Identify each line below containing the string "Deserialize" and copy it.

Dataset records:

- - -

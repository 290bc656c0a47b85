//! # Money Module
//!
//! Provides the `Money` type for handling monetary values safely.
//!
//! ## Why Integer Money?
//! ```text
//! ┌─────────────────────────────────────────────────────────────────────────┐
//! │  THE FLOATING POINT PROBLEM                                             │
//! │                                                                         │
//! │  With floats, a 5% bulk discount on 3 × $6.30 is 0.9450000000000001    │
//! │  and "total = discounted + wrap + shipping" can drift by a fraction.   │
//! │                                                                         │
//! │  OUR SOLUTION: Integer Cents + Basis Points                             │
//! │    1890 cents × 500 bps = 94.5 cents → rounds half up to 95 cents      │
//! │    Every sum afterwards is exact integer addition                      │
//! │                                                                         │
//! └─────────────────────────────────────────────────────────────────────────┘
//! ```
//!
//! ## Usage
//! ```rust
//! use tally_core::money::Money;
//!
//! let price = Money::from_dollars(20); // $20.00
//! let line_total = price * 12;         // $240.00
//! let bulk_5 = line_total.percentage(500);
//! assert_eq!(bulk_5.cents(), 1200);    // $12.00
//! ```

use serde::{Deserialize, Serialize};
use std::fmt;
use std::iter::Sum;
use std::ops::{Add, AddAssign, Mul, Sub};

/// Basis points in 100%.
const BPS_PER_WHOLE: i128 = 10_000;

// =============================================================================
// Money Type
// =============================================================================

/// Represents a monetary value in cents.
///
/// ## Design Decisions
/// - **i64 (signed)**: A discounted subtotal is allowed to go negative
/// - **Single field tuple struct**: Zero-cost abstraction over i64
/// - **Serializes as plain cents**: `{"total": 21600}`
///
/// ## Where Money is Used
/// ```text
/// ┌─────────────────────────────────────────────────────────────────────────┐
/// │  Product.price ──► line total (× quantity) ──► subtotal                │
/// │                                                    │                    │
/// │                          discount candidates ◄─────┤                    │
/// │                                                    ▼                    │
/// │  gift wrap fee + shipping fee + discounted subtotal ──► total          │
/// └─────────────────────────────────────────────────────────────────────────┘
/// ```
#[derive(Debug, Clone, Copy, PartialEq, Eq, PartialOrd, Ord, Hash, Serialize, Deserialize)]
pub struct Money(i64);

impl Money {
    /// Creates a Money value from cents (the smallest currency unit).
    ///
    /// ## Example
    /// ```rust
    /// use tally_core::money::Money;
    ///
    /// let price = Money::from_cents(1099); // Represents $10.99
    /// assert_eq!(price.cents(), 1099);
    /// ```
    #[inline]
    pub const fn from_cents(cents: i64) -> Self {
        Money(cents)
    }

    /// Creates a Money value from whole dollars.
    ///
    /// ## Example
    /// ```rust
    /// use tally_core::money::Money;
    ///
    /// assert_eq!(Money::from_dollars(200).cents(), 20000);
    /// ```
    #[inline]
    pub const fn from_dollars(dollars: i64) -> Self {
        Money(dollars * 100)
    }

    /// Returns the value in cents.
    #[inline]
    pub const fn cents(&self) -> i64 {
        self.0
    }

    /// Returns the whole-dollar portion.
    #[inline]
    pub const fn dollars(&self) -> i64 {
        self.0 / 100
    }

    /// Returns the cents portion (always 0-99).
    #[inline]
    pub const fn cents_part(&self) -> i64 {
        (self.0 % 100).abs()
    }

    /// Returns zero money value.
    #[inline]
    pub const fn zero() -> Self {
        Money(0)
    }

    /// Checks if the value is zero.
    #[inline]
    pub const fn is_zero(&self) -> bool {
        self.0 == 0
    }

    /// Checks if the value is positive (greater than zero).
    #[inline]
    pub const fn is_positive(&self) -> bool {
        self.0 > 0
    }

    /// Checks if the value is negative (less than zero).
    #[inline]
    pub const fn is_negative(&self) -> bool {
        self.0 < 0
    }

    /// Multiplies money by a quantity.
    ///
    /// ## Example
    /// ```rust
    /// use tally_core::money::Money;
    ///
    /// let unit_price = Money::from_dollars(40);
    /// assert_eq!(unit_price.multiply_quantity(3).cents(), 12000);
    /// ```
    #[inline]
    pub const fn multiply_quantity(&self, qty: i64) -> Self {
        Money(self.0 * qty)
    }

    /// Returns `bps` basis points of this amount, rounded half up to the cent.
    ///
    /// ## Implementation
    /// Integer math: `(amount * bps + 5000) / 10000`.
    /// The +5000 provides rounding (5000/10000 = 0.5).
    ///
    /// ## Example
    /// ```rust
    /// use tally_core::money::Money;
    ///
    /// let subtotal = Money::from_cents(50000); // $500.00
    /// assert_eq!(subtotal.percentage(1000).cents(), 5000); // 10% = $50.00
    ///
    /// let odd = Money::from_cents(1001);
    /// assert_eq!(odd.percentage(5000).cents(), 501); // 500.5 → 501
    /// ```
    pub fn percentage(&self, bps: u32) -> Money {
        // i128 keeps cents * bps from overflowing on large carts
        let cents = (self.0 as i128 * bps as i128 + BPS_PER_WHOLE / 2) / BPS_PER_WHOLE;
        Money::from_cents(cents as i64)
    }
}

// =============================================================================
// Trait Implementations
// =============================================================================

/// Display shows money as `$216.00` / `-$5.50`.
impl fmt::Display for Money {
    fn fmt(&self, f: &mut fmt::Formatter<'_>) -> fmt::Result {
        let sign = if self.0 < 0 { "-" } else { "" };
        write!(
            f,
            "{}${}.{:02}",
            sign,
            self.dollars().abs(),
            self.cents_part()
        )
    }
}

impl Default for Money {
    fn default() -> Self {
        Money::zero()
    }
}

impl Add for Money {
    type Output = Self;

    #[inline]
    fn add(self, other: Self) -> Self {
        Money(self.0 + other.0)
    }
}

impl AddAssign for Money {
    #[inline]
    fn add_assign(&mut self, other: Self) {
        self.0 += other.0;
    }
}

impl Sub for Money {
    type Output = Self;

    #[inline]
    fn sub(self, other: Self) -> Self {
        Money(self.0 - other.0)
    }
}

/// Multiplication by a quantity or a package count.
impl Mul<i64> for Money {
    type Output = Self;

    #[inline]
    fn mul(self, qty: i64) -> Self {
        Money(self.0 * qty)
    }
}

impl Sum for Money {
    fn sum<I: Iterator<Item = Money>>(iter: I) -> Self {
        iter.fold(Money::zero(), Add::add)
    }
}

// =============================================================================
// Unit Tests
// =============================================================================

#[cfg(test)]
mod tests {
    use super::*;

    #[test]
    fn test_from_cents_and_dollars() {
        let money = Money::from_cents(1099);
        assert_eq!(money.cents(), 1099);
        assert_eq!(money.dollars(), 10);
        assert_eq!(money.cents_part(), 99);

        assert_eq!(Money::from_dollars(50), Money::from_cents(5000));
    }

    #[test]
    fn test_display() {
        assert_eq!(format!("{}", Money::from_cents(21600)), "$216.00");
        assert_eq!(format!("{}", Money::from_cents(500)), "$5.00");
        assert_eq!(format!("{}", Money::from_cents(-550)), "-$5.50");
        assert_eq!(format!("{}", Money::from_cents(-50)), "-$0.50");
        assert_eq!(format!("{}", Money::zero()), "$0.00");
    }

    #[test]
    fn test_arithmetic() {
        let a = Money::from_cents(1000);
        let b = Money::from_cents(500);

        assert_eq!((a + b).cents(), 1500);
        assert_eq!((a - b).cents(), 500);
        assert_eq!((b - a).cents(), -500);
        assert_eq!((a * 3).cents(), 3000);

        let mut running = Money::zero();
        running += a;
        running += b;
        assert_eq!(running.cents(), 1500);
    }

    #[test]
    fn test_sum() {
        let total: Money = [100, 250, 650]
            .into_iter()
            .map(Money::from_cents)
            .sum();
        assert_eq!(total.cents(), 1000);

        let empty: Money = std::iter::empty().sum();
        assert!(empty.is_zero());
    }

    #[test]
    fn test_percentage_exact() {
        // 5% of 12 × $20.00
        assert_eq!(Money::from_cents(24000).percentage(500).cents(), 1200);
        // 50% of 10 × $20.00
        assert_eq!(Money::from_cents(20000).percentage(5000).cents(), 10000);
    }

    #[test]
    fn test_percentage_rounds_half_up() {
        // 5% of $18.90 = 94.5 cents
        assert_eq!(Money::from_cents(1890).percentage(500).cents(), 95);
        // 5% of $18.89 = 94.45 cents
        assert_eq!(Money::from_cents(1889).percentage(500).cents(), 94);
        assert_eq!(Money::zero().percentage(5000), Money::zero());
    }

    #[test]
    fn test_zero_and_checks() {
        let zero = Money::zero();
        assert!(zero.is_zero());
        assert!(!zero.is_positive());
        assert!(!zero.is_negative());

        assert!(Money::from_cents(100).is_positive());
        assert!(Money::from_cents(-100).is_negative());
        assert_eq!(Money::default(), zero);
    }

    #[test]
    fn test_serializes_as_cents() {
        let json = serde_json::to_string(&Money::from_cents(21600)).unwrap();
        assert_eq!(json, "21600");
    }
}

- - -

Task result:
use serde::{Deserialize, Serialize};
#[derive(Debug, Clone, Copy, PartialEq, Eq, PartialOrd, Ord, Hash, Serialize, Deserialize)]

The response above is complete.